As partes seguintes do livro também têm esse formato de capítulos intercalados. Em cada uma, acompanhamos Donald e suas atividades no Silo 1, e ao mesmo tempo o autor nos conta uma história ocorrida dentro de algum outro silo – sempre algum silo em crise, uma sociedade à beira ou em processo de ruína.
Como é papel do Silo 1 comandar e controlar o funcionamento dos demais, sua organização é bastante diferente. Enquanto o primeiro volume da trilogia mostrou ao leitor tudo sobre as sociedades dos silos comuns, agora descobrimos um abrigo cuja existência se volta exclusivamente à manutenção da nova ordem estabelecida. Os homens desse silo viveram na Terra pré-apocalíptica, e passam centenas de anos trabalhando nos abrigos, graças a um sistema de turnos: cada homem trabalha por seis meses, e depois hiberna em sono criogênico por algumas décadas.
Como esperado pelos leitores, alguns segredos foram revelados neste volume, explicando alguns aspectos do mundo – por exemplo, o que gerou o apocalipse, e por que a atmosfera é tóxica. Mesmo quando revela esse tipo de informação, Howey mantém o clima de mistério no livro, e sua escrita prende o leitor – mas não por muito tempo.

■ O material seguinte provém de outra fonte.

//! Export manifest: checksums of every artifact an export run wrote.

use std::path::{Path, PathBuf};

use tracing::{debug, instrument};

use tractscore_shared::{CURRENT_SCHEMA_VERSION, ExportManifest, Result, TractScoreError};

use crate::{sha256_hex, write_json_file};

/// File name of the manifest inside the downloadable directory.
pub const MANIFEST_FILE_NAME: &str = "manifest.json";

/// Write `manifest` to `path`.
pub fn write_manifest(path: &Path, manifest: &ExportManifest) -> Result<()> {
    write_json_file(path, manifest)?;
    debug!(path = %path.display(), artifacts = manifest.artifacts.len(), "wrote manifest");
    Ok(())
}

/// Read and parse a manifest, checking its schema version.
pub fn read_manifest(path: &Path) -> Result<ExportManifest> {
    let content = std::fs::read_to_string(path).map_err(|e| TractScoreError::io(path, e))?;
    let manifest: ExportManifest = serde_json::from_str(&content).map_err(|e| {
        TractScoreError::validation(format!("invalid {}: {e}", path.display()))
    })?;

    if manifest.schema_version != CURRENT_SCHEMA_VERSION {
        return Err(TractScoreError::validation(format!(
            "unsupported schema_version: {} (expected {})",
            manifest.schema_version, CURRENT_SCHEMA_VERSION
        )));
    }
    Ok(manifest)
}

/// Check that every artifact listed in `manifest` exists under `root` with
/// the recorded size and checksum.
#[instrument(skip_all, fields(root = %root.display(), artifacts = manifest.artifacts.len()))]
pub fn verify_manifest(root: &Path, manifest: &ExportManifest) -> Result<()> {
    for artifact in &manifest.artifacts {
        let path: PathBuf = root.join(&artifact.path);
        if !path.is_file() {
            return Err(TractScoreError::validation(format!(
                "missing artifact {}",
                artifact.path
            )));
        }
        let bytes = std::fs::read(&path).map_err(|e| TractScoreError::io(&path, e))?;
        if bytes.len() as u64 != artifact.size_bytes || sha256_hex(&bytes) != artifact.sha256 {
            return Err(TractScoreError::validation(format!(
                "artifact {} does not match its recorded checksum",
                artifact.path
            )));
        }
    }
    debug!("manifest verified");
    Ok(())
}
//! Scalar view of single cells.

use std::sync::Arc;

use arrow::array::{
    Array, ArrayRef, BooleanArray, Float64Array, Int64Array, StringArray,
};
use arrow::datatypes::DataType;
use arrow::util::display::array_value_to_string;

/// One cell, read out of an Arrow column.
#[derive(Debug, Clone, PartialEq)]
pub enum Value {
    Null,
    Bool(bool),
    Int(i64),
    Float(f64),
    Str(String),
}

impl Value {
    /// `Null`, or a float that is NaN.
    pub fn is_null(&self) -> bool {
        match self {
            Self::Null => true,
            Self::Float(v) => v.is_nan(),
            _ => false,
        }
    }

    pub fn as_str(&self) -> Option<&str> {
        match self {
            Self::Str(s) => Some(s),
            _ => None,
        }
    }

    /// Cell `row` of `array`. Types without a scalar variant are rendered as text.
    pub fn from_array(array: &dyn Array, row: usize) -> Self {
        if row >= array.len() || array.is_null(row) {
            return Self::Null;
        }
        match array.data_type() {
            DataType::Boolean => array
                .as_any()
                .downcast_ref::<BooleanArray>()
                .map_or(Self::Null, |arr| Self::Bool(arr.value(row))),
            DataType::Int64 => array
                .as_any()
                .downcast_ref::<Int64Array>()
                .map_or(Self::Null, |arr| Self::Int(arr.value(row))),
            DataType::Float64 => array
                .as_any()
                .downcast_ref::<Float64Array>()
                .map(|arr| arr.value(row))
                .filter(|v| !v.is_nan())
                .map_or(Self::Null, Self::Float),
            DataType::Utf8 => array
                .as_any()
                .downcast_ref::<StringArray>()
                .map_or(Self::Null, |arr| Self::Str(arr.value(row).to_string())),
            _ => array_value_to_string(array, row).map_or(Self::Null, Self::Str),
        }
    }

    fn text(&self) -> Option<String> {
        match self {
            Self::Null => None,
            Self::Bool(v) => Some(v.to_string()),
            Self::Int(v) => Some(v.to_string()),
            Self::Float(v) if v.is_nan() => None,
            Self::Float(v) => Some(v.to_string()),
            Self::Str(s) => Some(s.clone()),
        }
    }
}

/// Build one column from cells.
///
/// The narrowest of boolean, integer, float (integers widen) and text that
/// holds every non-null cell wins; an all-null column is text.
pub(crate) fn values_to_array(values: &[Value]) -> ArrayRef {
    let present = || values.iter().filter(|v| !v.is_null());
    if present().next().is_some() && present().all(|v| matches!(v, Value::Bool(_))) {
        Arc::new(
            values
                .iter()
                .map(|v| match v {
                    Value::Bool(b) => Some(*b),
                    _ => None,
                })
                .collect::<BooleanArray>(),
        )
    } else if present().next().is_some() && present().all(|v| matches!(v, Value::Int(_))) {
        Arc::new(
            values
                .iter()
                .map(|v| match v {
                    Value::Int(i) => Some(*i),
                    _ => None,
                })
                .collect::<Int64Array>(),
        )
    } else if present().next().is_some()
        && present().all(|v| matches!(v, Value::Int(_) | Value::Float(_)))
    {
        Arc::new(
            values
                .iter()
                .map(|v| match v {
                    Value::Int(i) => Some(*i as f64),
                    Value::Float(f) if !f.is_nan() => Some(*f),
                    _ => None,
                })
                .collect::<Float64Array>(),
        )
    } else {
        Arc::new(values.iter().map(Value::text).collect::<StringArray>())
    }
}

impl From<&str> for Value {
    fn from(v: &str) -> Self {
        Self::Str(v.to_string())
    }
}

impl From<String> for Value {
    fn from(v: String) -> Self {
        Self::Str(v)
    }
}

impl From<i64> for Value {
    fn from(v: i64) -> Self {
        Self::Int(v)
    }
}

impl From<f64> for Value {
    fn from(v: f64) -> Self {
        Self::Float(v)
    }
}

impl From<bool> for Value {
    fn from(v: bool) -> Self {
        Self::Bool(v)
    }
}

impl<T: Into<Value>> From<Option<T>> for Value {
    fn from(v: Option<T>) -> Self {
        v.map_or(Self::Null, Into::into)
    }
}
//! Core domain types for tractscore runs and exports.

use std::sync::OnceLock;

use chrono::{DateTime, Utc};
use regex::Regex;
use serde::{Deserialize, Serialize};
use uuid::Uuid;

/// Current schema version for the export manifest format.
pub const CURRENT_SCHEMA_VERSION: u32 = 1;

/// Length of the state/territory FIPS prefix of a tract id.
pub const STATE_PREFIX_LEN: usize = 2;

/// Length of the county FIPS prefix of a tract id.
pub const COUNTY_PREFIX_LEN: usize = 5;

// ---------------------------------------------------------------------------
// RunId
// ---------------------------------------------------------------------------

/// A UUID v7 wrapper identifying one scheduler or export run (time-sortable).
#[derive(Debug, Clone, PartialEq, Eq, Hash, Serialize, Deserialize)]
#[serde(transparent)]
pub struct RunId(pub Uuid);

impl RunId {
    /// Generate a new time-sortable run identifier.
    pub fn new() -> Self {
        Self(Uuid::now_v7())
    }
}

impl Default for RunId {
    fn default() -> Self {
        Self::new()
    }
}

impl std::fmt::Display for RunId {
    fn fmt(&self, f: &mut std::fmt::Formatter<'_>) -> std::fmt::Result {
        write!(f, "{}", self.0)
    }
}

impl std::str::FromStr for RunId {
    type Err = uuid::Error;

    fn from_str(s: &str) -> std::result::Result<Self, Self::Err> {
        Ok(Self(Uuid::parse_str(s)?))
    }
}

// ---------------------------------------------------------------------------
// Tract ids
// ---------------------------------------------------------------------------

/// Leading `len` characters of a tract id (the whole id if shorter).
pub fn fips_prefix(tract_id: &str, len: usize) -> &str {
    match tract_id.char_indices().nth(len) {
        Some((end, _)) => &tract_id[..end],
        None => tract_id,
    }
}

/// State/territory key of a tract id.
pub fn state_prefix(tract_id: &str) -> &str {
    fips_prefix(tract_id, STATE_PREFIX_LEN)
}

/// County key of a tract id.
pub fn county_prefix(tract_id: &str) -> &str {
    fips_prefix(tract_id, COUNTY_PREFIX_LEN)
}

/// Whether the id has the 11-digit census tract shape.
pub fn is_well_formed_tract_id(tract_id: &str) -> bool {
    static TRACT_ID: OnceLock<Regex> = OnceLock::new();
    TRACT_ID
        .get_or_init(|| Regex::new(r"^\d{11}$").expect("static regex"))
        .is_match(tract_id)
}

// ---------------------------------------------------------------------------
// ExportManifest
// ---------------------------------------------------------------------------

/// Checksum metadata of one written artifact.
#[derive(Debug, Clone, PartialEq, Eq, Serialize, Deserialize)]
pub struct ArtifactMeta {
    /// Path relative to the manifest's directory root.
    pub path: String,
    pub sha256: String,
    pub size_bytes: u64,
}

/// The `manifest.json` written next to the downloadable artifacts.
#[derive(Debug, Clone, Serialize, Deserialize)]
pub struct ExportManifest {
    /// Schema version for forward compatibility.
    pub schema_version: u32,
    pub run_id: RunId,
    /// Tool version that produced the export.
    pub tool_version: String,
    pub created_at: DateTime<Utc>,
    /// Rows in the merged score table.
    pub tract_count: usize,
    pub artifacts: Vec<ArtifactMeta>,
}

#[cfg(test)]
mod tests {
    use super::*;

    #[test]
    fn run_id_roundtrip() {
        let id = RunId::new();
        let s = id.to_string();
        let parsed: RunId = s.parse().expect("parse RunId");
        assert_eq!(id, parsed);
    }

    #[test]
    fn prefixes_of_tract_id() {
        assert_eq!(state_prefix("01001020100"), "01");
        assert_eq!(county_prefix("01001020100"), "01001");
        assert_eq!(county_prefix("660"), "660");
        assert_eq!(state_prefix(""), "");
    }

    #[test]
    fn tract_id_shape() {
        assert!(is_well_formed_tract_id("72001956300"));
        assert!(!is_well_formed_tract_id("7200195630"));
        assert!(!is_well_formed_tract_id("7200195630A"));
    }

    #[test]
    fn manifest_serialization() {
        let manifest = ExportManifest {
            schema_version: CURRENT_SCHEMA_VERSION,
            run_id: RunId::new(),
            tool_version: "0.1.0".into(),
            created_at: Utc::now(),
            tract_count: 3,
            artifacts: vec![ArtifactMeta {
                path: "downloadable/codebook.csv".into(),
                sha256: "0".repeat(64),
                size_bytes: 12,
            }],
        };

        let json = serde_json::to_string_pretty(&manifest).expect("serialize");
        let parsed: ExportManifest = serde_json::from_str(&json).expect("deserialize");
        assert_eq!(parsed.schema_version, CURRENT_SCHEMA_VERSION);
        assert_eq!(parsed.artifacts, manifest.artifacts);
    }
}
//! The registry a configured installation runs with.

use std::sync::Arc;

use tracing::debug;

use tractscore_shared::{AppConfig, ExportConfig, Result, load_export_config};

use crate::export::{EXPORT_DATASET_NAME, ExportSettings, PostScoreUnit};
use crate::mirror::SourceMirrorUnit;
use crate::registry::DatasetRegistry;
use crate::unit::PipelineUnit;

/// Register every `[[datasets]]` entry plus the export unit.
///
/// The export unit is standalone and memory-intensive: it only runs when
/// selected by name and never shares the pool with other jobs.
pub fn build_registry(app: &AppConfig, export: ExportConfig) -> Result<DatasetRegistry> {
    let mut registry = DatasetRegistry::new();

    for dataset in &app.datasets {
        let unit = SourceMirrorUnit::from_config(dataset, &app.paths.data_dir);
        let factory = move || Box::new(unit.clone()) as Box<dyn PipelineUnit>;
        if dataset.standalone {
            registry.register_standalone(&dataset.name, dataset.memory_intensive, factory)?;
        } else {
            registry.register(&dataset.name, dataset.memory_intensive, factory)?;
        }
    }

    let settings = ExportSettings::new(
        Arc::new(export),
        &app.paths.data_dir,
        &app.paths.content_dir,
    )?;
    registry.register_standalone(EXPORT_DATASET_NAME, true, move || {
        Box::new(PostScoreUnit::new(settings.clone())) as Box<dyn PipelineUnit>
    })?;

    debug!(datasets = registry.descriptors().len(), "registry built");
    Ok(registry)
}

/// [`build_registry`] with the export config read from `paths.export_config`.
pub fn default_registry(app: &AppConfig) -> Result<DatasetRegistry> {
    let export = load_export_config(&app.paths.export_config)?;
    build_registry(app, export)
}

Ao longo do livro, a narrativa vai cansando um pouco. Isso acontece, em parte, por causa de algumas falhas de escrita mesmo. Algumas delas não chegam a atrapalhar a leitura – são apenas cenas sem muito nexo, em que personagens vão conversar em algum lugar específico, não porque tivessem algo para fazer lá, mas porque isso deixaria a cena mais dramática e até cinematográfica. Mas o que atrapalha mesmo é a oscilação entre pontos de vista de personagem e narrador onisciente: algumas cenas de suspense, escritas no PDV do personagem, são estragadas por frases como “Ele estava tão distraído que nem olhou para trás”. Obrigada, narrador, agora eu sei que algo vai atacar o personagem por trás. Além disso, principalmente na primeira parte do livro, o autor utiliza metáforas demais, e faz questão de explicar todas elas para o leitor. Por exemplo, quando um personagem está jogando paciência, e logo em seguida encara uma situação que é parecida com o jogo, o narrador diz “era exatamente como o jogo”. São explicações desnecessárias, que pegam o leitor pela mão e acabam empobrecendo a narrativa.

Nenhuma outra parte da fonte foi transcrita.